I would like to warn that darcs has some definite performance problems, allthough slime is so small that it is unlikely to be a problem.
After having sufficiently tired with CVS, I went on a quest to find a more moderne replacement. I arrived, at darcs after an uneasy period using TLA/Arch, following a number of excited reviews in the lisp community.
However, I have twice (with different projects) experienced that merging between repositories stopped working. Darcs uses some hairy lazy-evaluation analysis of the complete patch combination graph to determine dependencies and this is what broke, I think. In one instance it just kept on working, and after 23 hours I lost patience and gave up, whether it was due to an endless loop in the code or a combinatorial explosion in the data I shall not say, but work it did not.
In fairness, one example was my homediretory where I keep dot files under revision control to exercise control and to enable safe moving of information between my various accounts.
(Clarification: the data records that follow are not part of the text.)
use crate::ast::{
    AstArrayType, AstChanDirection, AstChanType, AstComment, AstCommentGroup, AstDecl, AstField,
    AstFuncDecl, AstFuncType, AstGenDecl, AstGenDeclKind, AstIdentifier, AstImportSpec,
    AstInterfaceType, AstMapType, AstNamedType, AstParenType, AstPointerType, AstSourceFile,
    AstSpec, AstStringLiteral, AstStructType, AstType, AstTypeParameter, AstTypeSpec,
    AstValueSpec,
};
use crate::bracket::opens_type_parameters;
use crate::lexer::Lexer;
use crate::{ParseError, ParseResult, Token, TokenType, UnexpectedEndOfFileError, UnexpectedTokenError};
use easyscan_span::Span;
use std::collections::VecDeque;
use std::iter::Peekable;
use std::vec::IntoIter;

/// A token in the lookahead buffer, together with the comment group that leads it.
struct LookaheadToken {
    token: Token,
    lead_comment: Option<AstCommentGroup>,
}

pub struct ParserInput<'a> {
    lexer: &'a mut Lexer<'a>,
    /// Buffer of upcoming tokens.
    ///
    /// Most of the grammar is LL(1). Telling type parameter lists apart from array lengths and
    /// embedded generic fields from named fields needs a few more tokens, so this is a queue.
    la: VecDeque<LookaheadToken>,
    /// All comment groups seen so far, in source order.
    comments: Vec<AstCommentGroup>,
    /// Line of the most recent non-comment token pulled from the lexer.
    previous_line: Option<u32>,
    /// Span of the most recently consumed token.
    previous_span: Span,
    exhausted: bool,
}

impl<'a> ParserInput<'a> {
    pub fn new(lexer: &'a mut Lexer<'a>) -> Self {
        Self {
            lexer,
            la: VecDeque::new(),
            comments: Vec::new(),
            previous_line: None,
            previous_span: Span::empty(),
            exhausted: false,
        }
    }

    /// Pull the next non-comment token from the lexer, grouping the comments in front of it.
    ///
    /// Returns `None` at the end of input. Comments trailing the last token are still grouped.
    fn pull(&mut self) -> ParseResult<Option<LookaheadToken>> {
        if self.exhausted {
            return Ok(None);
        }
        let mut pending = Vec::new();
        let token = loop {
            match self.lexer.produce() {
                Ok(token) if token.ty.is_comment() => pending.push(token),
                Ok(token) => break Some(token),
                Err(ParseError::UnexpectedEndOfFile(_)) => break None,
                Err(err) => return Err(err),
            }
        };
        let lead_comment = self.group_comments(pending, token.as_ref());
        match token {
            Some(token) => {
                self.previous_line = Some(self.lexer.line(token.span.low));
                Ok(Some(LookaheadToken {
                    token,
                    lead_comment,
                }))
            }
            None => {
                self.exhausted = true;
                Ok(None)
            }
        }
    }

    /// Group the comments between two tokens and determine the lead comment of `next`.
    ///
    /// Comments starting on the line of the previous token form a trailing group of their own,
    /// which never leads the next token. The remaining comments are grouped whenever no blank
    /// line separates them, and the last group leads `next` if it ends on the line directly
    /// above it.
    fn group_comments(
        &mut self,
        pending: Vec<Token>,
        next: Option<&Token>,
    ) -> Option<AstCommentGroup> {
        let mut pending = pending.into_iter().peekable();
        let first_line = pending.peek().map(|token| self.lexer.line(token.span.low));
        if first_line.is_some() && first_line == self.previous_line {
            let group = self.take_comment_group(&mut pending, 0);
            self.comments.push(group);
        }
        let mut last = None;
        while pending.peek().is_some() {
            let group = self.take_comment_group(&mut pending, 1);
            self.comments.push(group.clone());
            last = Some(group);
        }
        let next_line = self.lexer.line(next?.span.low);
        last.filter(|group| self.end_line(&group.span) + 1 == next_line)
    }

    /// Take comments into one group for as long as each starts at most `n` lines after the end
    /// of the previous one.
    fn take_comment_group(
        &self,
        pending: &mut Peekable<IntoIter<Token>>,
        n: u32,
    ) -> AstCommentGroup {
        let mut comments: Vec<AstComment> = Vec::new();
        let mut end_line = pending
            .peek()
            .map_or(0, |token| self.lexer.line(token.span.low));
        while let Some(token) = pending.next_if(|t| self.lexer.line(t.span.low) <= end_line + n) {
            end_line = self.end_line(&token.span);
            if let TokenType::Comment(text) = token.ty {
                comments.push(AstComment {
                    span: token.span,
                    text,
                });
            }
        }
        let span = match (comments.first(), comments.last()) {
            (Some(first), Some(last)) => Span::from_pair(&first.span, &last.span),
            _ => Span::empty(),
        };
        AstCommentGroup { span, comments }
    }

    fn end_line(&self, span: &Span) -> u32 {
        self.lexer.line(span.high.saturating_sub(1).max(span.low))
    }

    /// Make sure the lookahead buffer holds `n + 1` tokens, unless the input ends first.
    fn fill(&mut self, n: usize) -> ParseResult<()> {
        while self.la.len() <= n {
            match self.pull()? {
                Some(token) => self.la.push_back(token),
                None => break,
            }
        }
        Ok(())
    }

    /// Perform a single token lookahead.
    ///
    /// This function will fail the entire parser if the lexer fails to produce a token, except
    /// when the lexer reaches the end of input.
    pub fn lookahead(&mut self) -> ParseResult<Option<&Token>> {
        self.lookahead_nth(0)
    }

    /// Peek `n` tokens past the next one.
    pub fn lookahead_nth(&mut self, n: usize) -> ParseResult<Option<&Token>> {
        self.fill(n)?;
        Ok(self.la.get(n).map(|la| &la.token))
    }

    /// Get the comment group leading the next token, if there is one.
    pub fn lead_comment(&mut self) -> ParseResult<Option<AstCommentGroup>> {
        self.fill(0)?;
        Ok(self.la.front().and_then(|la| la.lead_comment.clone()))
    }

    /// Consume the next token from the token stream.
    pub fn eat(&mut self) -> ParseResult<Token> {
        self.fill(0)?;
        match self.la.pop_front() {
            Some(la) => {
                self.previous_span = la.token.span;
                Ok(la.token)
            }
            None => {
                let pos = self.lexer.pos() as u32;
                Err(ParseError::from(UnexpectedEndOfFileError {
                    span: Span::new(pos..pos),
                }))
            }
        }
    }

    pub fn previous_span(&self) -> Span {
        self.previous_span
    }

    /// Hand out every comment group collected so far.
    pub fn take_comments(&mut self) -> Vec<AstCommentGroup> {
        std::mem::take(&mut self.comments)
    }
}

pub struct Parser<'a> {
    input: ParserInput<'a>,
}

impl<'a> Parser<'a> {
    /// Create a new parser from a given lexer.
    pub fn new(lexer: &'a mut Lexer<'a>) -> Self {
        Self {
            input: ParserInput::new(lexer),
        }
    }

    /// Advance the token stream by one, and return the advanced token.
    pub fn eat(&mut self) -> ParseResult<Token> {
        self.input.eat()
    }

    /// Peek at the next token in the source without consuming it.
    pub fn lookahead(&mut self) -> ParseResult<Option<&Token>> {
        self.input.lookahead()
    }

    /// Peek at the token `n` positions past the next one.
    pub fn lookahead_nth(&mut self, n: usize) -> ParseResult<Option<&Token>> {
        self.input.lookahead_nth(n)
    }

    /// Peek at the next token in the source without consuming it.
    ///
    /// As indicated by the name, this function fails the parser if the input has ended.
    pub fn lookahead_or_err(&mut self) -> ParseResult<&Token> {
        let pos = self.input.lexer.pos() as u32;
        self.input
            .lookahead()?
            .ok_or(ParseError::UnexpectedEndOfFile(UnexpectedEndOfFileError {
                span: Span::new(pos..pos),
            }))
    }

    /// Determine if the next token in the token stream matches the given type.
    pub fn lookahead_check(&mut self, ty: &TokenType) -> ParseResult<bool> {
        let token = self.lookahead()?;
        match token {
            Some(token) if token.ty == *ty => Ok(true),
            _ => Ok(false),
        }
    }

    /// Determine if the token `n` positions past the next one satisfies `f`.
    pub fn lookahead_nth_is<F>(&mut self, n: usize, f: F) -> ParseResult<bool>
    where
        F: FnOnce(&TokenType) -> bool,
    {
        Ok(self.lookahead_nth(n)?.is_some_and(|token| f(&token.ty)))
    }

    /// Consume the next token from the token stream and ensure it matches the given type.
    ///
    /// If the token doesn't match, the entire parser fails.
    pub fn check(&mut self, ty: &TokenType) -> ParseResult<Token> {
        let token = self.eat()?;
        match token {
            token if token.ty == *ty => Ok(token),
            _ => Err(ParseError::UnexpectedToken(UnexpectedTokenError {
                span: token.span,
                token,
            })),
        }
    }

    /// Consume the next token and report it as unexpected.
    pub fn unexpected<T>(&mut self) -> ParseResult<T> {
        let token = self.eat()?;
        Err(ParseError::UnexpectedToken(UnexpectedTokenError {
            span: token.span,
            token,
        }))
    }

    /// Consume a statement terminator.
    ///
    /// A terminator may be omitted before a closing `)` or `}` and at the end of input, the same
    /// way the Go parser allows it.
    pub fn expect_semicolon(&mut self) -> ParseResult<()> {
        match self.lookahead()?.map(|t| &t.ty) {
            None | Some(TokenType::CloseParen | TokenType::CloseBrace) => Ok(()),
            Some(_) => self.check(&TokenType::Semicolon).map(|_| ()),
        }
    }

    /// Apply the given parser `f` to the parser repeatedly until the next token matches the given
    /// circuit breaker.
    ///
    /// Parses the applied parser `f` until the next token matches the given circuit breaker, with
    /// each call to `f` being interleaved by a single consumption of the delimiter token. A
    /// trailing delimiter is allowed.
    ///
    /// This function does not consume the circuit breaker token.
    pub fn parser_combinator_delimited<T, F>(
        &mut self,
        delimiter: &TokenType,
        circuit_breaker: &TokenType,
        f: F,
    ) -> ParseResult<Vec<T>>
    where
        F: Fn(&mut Parser) -> ParseResult<T>,
    {
        let mut items = Vec::new();
        while !self.lookahead_check(circuit_breaker)? {
            items.push(f(self)?);
            if !self.lookahead_check(circuit_breaker)? {
                self.check(delimiter)?;
            }
        }
        Ok(items)
    }

    /// Optionally apply `f`, decided by the `matcher` on the next token.
    ///
    /// If the next token is matched, the parser `f` is applied to the parser and the result is
    /// wrapped in `Some`. Otherwise, the result is `None`.
    ///
    /// The combinator does not consume the matched token, `f` is responsible for it.
    pub fn parser_combinator_take_if<T, F, M>(&mut self, matcher: M, f: F) -> ParseResult<Option<T>>
    where
        F: FnOnce(&mut Parser) -> ParseResult<T>,
        M: FnOnce(&Token) -> bool,
    {
        let token = self.lookahead()?;
        match token {
            Some(token) if matcher(token) => Ok(Some(f(self)?)),
            _ => Ok(None),
        }
    }

    /// Apply the given parser `f` to the parser repeatedly until the next token matches the given
    /// circuit breaker.
    ///
    /// This function does not consume the circuit breaker token.
    pub fn parser_combinator_many<T, F>(
        &mut self,
        circuit_breaker: &TokenType,
        f: F,
    ) -> ParseResult<Vec<T>>
    where
        F: Fn(&mut Parser) -> ParseResult<T>,
    {
        let mut items = Vec::new();
        while !self.lookahead_check(circuit_breaker)? {
            items.push(f(self)?);
        }
        Ok(items)
    }

    /// Consume tokens until `stop` matches a token outside of any bracket pair.
    ///
    /// Unbalanced closing brackets also stop the skip, as they belong to the enclosing
    /// production. Neither stopping token is consumed. Returns the span of the skipped tokens,
    /// which is empty if nothing was skipped.
    pub fn parser_combinator_skip_until<S>(&mut self, stop: S) -> ParseResult<Span>
    where
        S: Fn(&TokenType) -> bool,
    {
        let mut depth = 0usize;
        let mut span: Option<Span> = None;
        loop {
            let Some(token) = self.lookahead()? else {
                break;
            };
            if depth == 0 && (stop(&token.ty) || token.ty.is_closing_bracket()) {
                break;
            }
            if token.ty.is_opening_bracket() {
                depth += 1;
            } else if token.ty.is_closing_bracket() {
                depth -= 1;
            }
            let token = self.eat()?;
            span = Some(match span {
                Some(span) => Span::from_pair(&span, &token.span),
                None => token.span,
            });
        }
        match span {
            Some(span) => Ok(span),
            None => {
                let pos = self.input.previous_span().high;
                Ok(Span::new(pos..pos))
            }
        }
    }

    /// Consume a bracketed group such as a parameter list or a function body, without looking at
    /// its contents.
    pub fn parser_combinator_skip_group(
        &mut self,
        open: &TokenType,
        close: &TokenType,
    ) -> ParseResult<Span> {
        let start = self.check(open)?;
        self.parser_combinator_skip_until(|_| false)?;
        let end = self.check(close)?;
        Ok(Span::from_pair(&start.span, &end.span))
    }
}
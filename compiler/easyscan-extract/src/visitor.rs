use crate::directive::DirectiveState;
use crate::error::{ExtractWarning, UnnamedFieldWarning, UnresolvedElementWarning};
use crate::model::DeclarationStore;
use crate::source::{SourceId, SourceSet};
use crate::structure::{extract_list, extract_record};
use easyscan_diagnostics::ice;
use easyscan_syntax::{
    AstCommentGroup, AstDecl, AstGenDecl, AstGenDeclKind, AstSourceFile, AstSpec, AstType,
    AstTypeSpec, FileScope,
};

/// A parsed source file and the handle of its text.
#[derive(Debug)]
pub struct ParsedFile {
    pub source: SourceId,
    pub ast: AstSourceFile,
}

/// The files of a directory declaring the same package, in file name order.
#[derive(Debug)]
pub struct ParsedPackage {
    pub name: String,
    pub files: Vec<ParsedFile>,
}

/// The nodes the declaration visitor descends through.
#[derive(Debug, Clone, Copy)]
pub enum AstNode<'ast> {
    Package(&'ast ParsedPackage),
    File(&'ast ParsedFile),
    DeclGroup(&'ast AstGenDecl),
    CommentGroup(&'ast AstCommentGroup),
    TypeSpec(&'ast AstTypeSpec),
}

/// State of the file currently being walked.
struct FileContext<'ast> {
    source: SourceId,
    scope: FileScope<'ast>,
}

/// Depth-first walk collecting the declarations selected by directive comments.
///
/// Comment groups are visited in source order on the way down, so the directives in front of a
/// type declaration are absorbed right before the declaration itself. Besides the doc comment of
/// the type declaration, this includes the doc comments of earlier declaration groups that had no
/// type declaration to consume them, such as the doc comment of a `var` group.
pub struct DeclarationVisitor<'ast, 'a> {
    sources: &'a SourceSet,
    store: DeclarationStore,
    diagnostics: Vec<ExtractWarning>,
    all_types: bool,
    directives: DirectiveState,
    file: Option<FileContext<'ast>>,
}

impl<'ast, 'a> DeclarationVisitor<'ast, 'a> {
    pub fn new(sources: &'a SourceSet, store: DeclarationStore, all_types: bool) -> Self {
        Self {
            sources,
            store,
            diagnostics: Vec::new(),
            all_types,
            directives: DirectiveState::default(),
            file: None,
        }
    }

    /// Consume the visitor, yielding the collected declarations and diagnostics.
    pub fn finish(self) -> (DeclarationStore, Vec<ExtractWarning>) {
        (self.store, self.diagnostics)
    }

    pub fn visit(&mut self, node: AstNode<'ast>) {
        match node {
            AstNode::Package(package) => {
                self.directives.reset();
                for file in &package.files {
                    self.visit(AstNode::File(file));
                }
            }
            AstNode::File(file) => self.visit_file(file),
            AstNode::DeclGroup(group) => self.visit_decl_group(group),
            AstNode::CommentGroup(group) => self.directives.absorb_group(group),
            AstNode::TypeSpec(spec) => {
                self.visit_type_spec(spec);
                self.directives.reset();
            }
        }
    }

    fn visit_file(&mut self, file: &'ast ParsedFile) {
        let name = file.ast.package.name.as_str();
        if let Some(previous) = self.store.set_package_name(name) {
            log::warn!(
                "package name changed from {previous} to {name} in {}",
                self.sources.get(file.source).path.display()
            );
        }
        self.file = Some(FileContext {
            source: file.source,
            scope: file.ast.scope(),
        });
        if let Some(doc) = &file.ast.doc {
            self.visit(AstNode::CommentGroup(doc));
        }
        for decl in &file.ast.decls {
            // Function declarations carry neither directives nor type declarations.
            if let AstDecl::Gen(group) = decl {
                self.visit(AstNode::DeclGroup(group));
            }
        }
        self.file = None;
    }

    fn visit_decl_group(&mut self, group: &'ast AstGenDecl) {
        if let Some(doc) = &group.doc {
            self.visit(AstNode::CommentGroup(doc));
        }
        if group.kind != AstGenDeclKind::Type {
            return;
        }
        for spec in &group.specs {
            if let AstSpec::Type(spec) = spec {
                if let Some(doc) = &spec.doc {
                    self.visit(AstNode::CommentGroup(doc));
                }
                self.visit(AstNode::TypeSpec(spec));
            }
        }
    }

    fn visit_type_spec(&mut self, spec: &'ast AstTypeSpec) {
        let name = spec.name.name.as_str();
        if self.directives.skip {
            log::debug!("skipping {name}");
            return;
        }
        if !self.directives.explicit && !self.all_types {
            return;
        }
        let Some(context) = self.file.as_ref() else {
            ice!("type declaration visited outside of a source file")
        };
        let source = context.source;
        match &spec.ty {
            AstType::Struct(ty) => {
                let extraction = extract_record(name, ty);
                for span in extraction.unnamed {
                    let warning = UnnamedFieldWarning {
                        record: name.to_owned(),
                        source_code: self.sources.get(source).named_source(),
                        span,
                    };
                    self.report(warning.into());
                }
                log::debug!(
                    "extracted record {name} with {} fields",
                    extraction.record.fields.len()
                );
                self.store.add_record(extraction.record);
            }
            AstType::Array(ty) => match extract_list(spec, ty, &context.scope) {
                Ok(list) => {
                    log::debug!("extracted list {name} of {}", list.element_name);
                    self.store.add_list(list);
                }
                Err(unresolved) => {
                    let warning = UnresolvedElementWarning {
                        list: name.to_owned(),
                        reason: unresolved.reason.to_string(),
                        source_code: self.sources.get(source).named_source(),
                        span: unresolved.span,
                    };
                    self.report(warning.into());
                }
            },
            _ => {}
        }
    }

    /// Keep a warning for the caller to render.
    fn report(&mut self, warning: ExtractWarning) {
        log::debug!("{warning}");
        self.diagnostics.push(warning);
    }
}
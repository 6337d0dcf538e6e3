//! Error types for the Go front end.
//!
//! Lexer and parser share a single error type. The lexer is pulled token by token, so it only
//! discovers a malformed token once the parser asks for it, and both layers report through the
//! same channel.
//!
//! Every error here is fatal for the file being parsed. There is no recovery inside the front
//! end, the caller decides what a failed file means for the rest of its inputs.

use crate::Token;
use easyscan_macros::declare_error_type;
use easyscan_span::Span;
use miette::Diagnostic;
use thiserror::Error;

declare_error_type! {
    #[error("parser error: {0}")]
    pub enum ParseError {
        UnexpectedEndOfFile(UnexpectedEndOfFileError),
        UnfinishedToken(UnfinishedTokenError),
        UnexpectedCharacter(UnexpectedCharacterError),
        UnexpectedToken(UnexpectedTokenError),
    }
}

impl ParseError {
    /// Get the span of the source that caused the error.
    pub fn span(&self) -> &Span {
        match self {
            ParseError::UnexpectedEndOfFile(e) => &e.span,
            ParseError::UnfinishedToken(e) => &e.span,
            ParseError::UnexpectedCharacter(e) => &e.span,
            ParseError::UnexpectedToken(e) => &e.span,
        }
    }
}

/// Handy type alias for all parsing-related errors.
pub type ParseResult<T> = Result<T, ParseError>;

/// Signals that the lexer has reached the end of the input stream.
///
/// The lexer produces this error whenever it runs out of input. The parser input layer treats it
/// as the end of the token stream while looking ahead, so it only surfaces to the user when the
/// parser actually requires another token.
#[derive(Error, Diagnostic, Debug)]
#[diagnostic(
    code(syntax::unexpected_end_of_file),
    help("the file ends in the middle of a declaration")
)]
#[error("expected more input after this")]
pub struct UnexpectedEndOfFileError {
    #[label = "required more input to parse"]
    pub span: Span,
}

#[derive(Error, Diagnostic, Debug, PartialEq)]
#[diagnostic(
    code(syntax::unfinished_token),
    help("did you forget to add a closing '{expected}' here?")
)]
#[error("unterminated token, expected a closing '{expected}'")]
pub struct UnfinishedTokenError {
    pub expected: String,
    #[label = "this literal or comment is never closed"]
    pub span: Span,
}

#[derive(Error, Diagnostic, Debug)]
#[diagnostic(code(syntax::unexpected_character))]
#[error("found illegal character during parsing")]
pub struct UnexpectedCharacterError {
    pub ch: char,
    #[label("the character '{ch}' does not parse into any tokens")]
    pub span: Span,
}

#[derive(Error, Diagnostic, Debug)]
#[diagnostic(code(syntax::unexpected_token))]
#[error("found unexpected token during parsing")]
pub struct UnexpectedTokenError {
    pub token: Token,
    #[label("was not expecting to find '{token}' in this position")]
    pub span: Span,
}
It is rather impressive how many files and directories that accumulates in ones homedir over time, so this was clearly putting some stress on darcs. The other exmple involved a number of binary files which may have contributed to the problem.
As I said, I do not think that slime is in any direct peril but those experiences made it hard for me to trust darcs, all its other nice features aside.
I am now a happy subversion user. One of the strong points for subversion in my book is that it is developed by some of the old CVS notabilities.
------------------------+----------------------------------------------------- Christian Lynbech | christian #@ defun #. dk ------------------------+----------------------------------------------------- Hit the philistines three times over the head with the Elisp reference manual. - petonic@hal.com (Michael A. Petonic)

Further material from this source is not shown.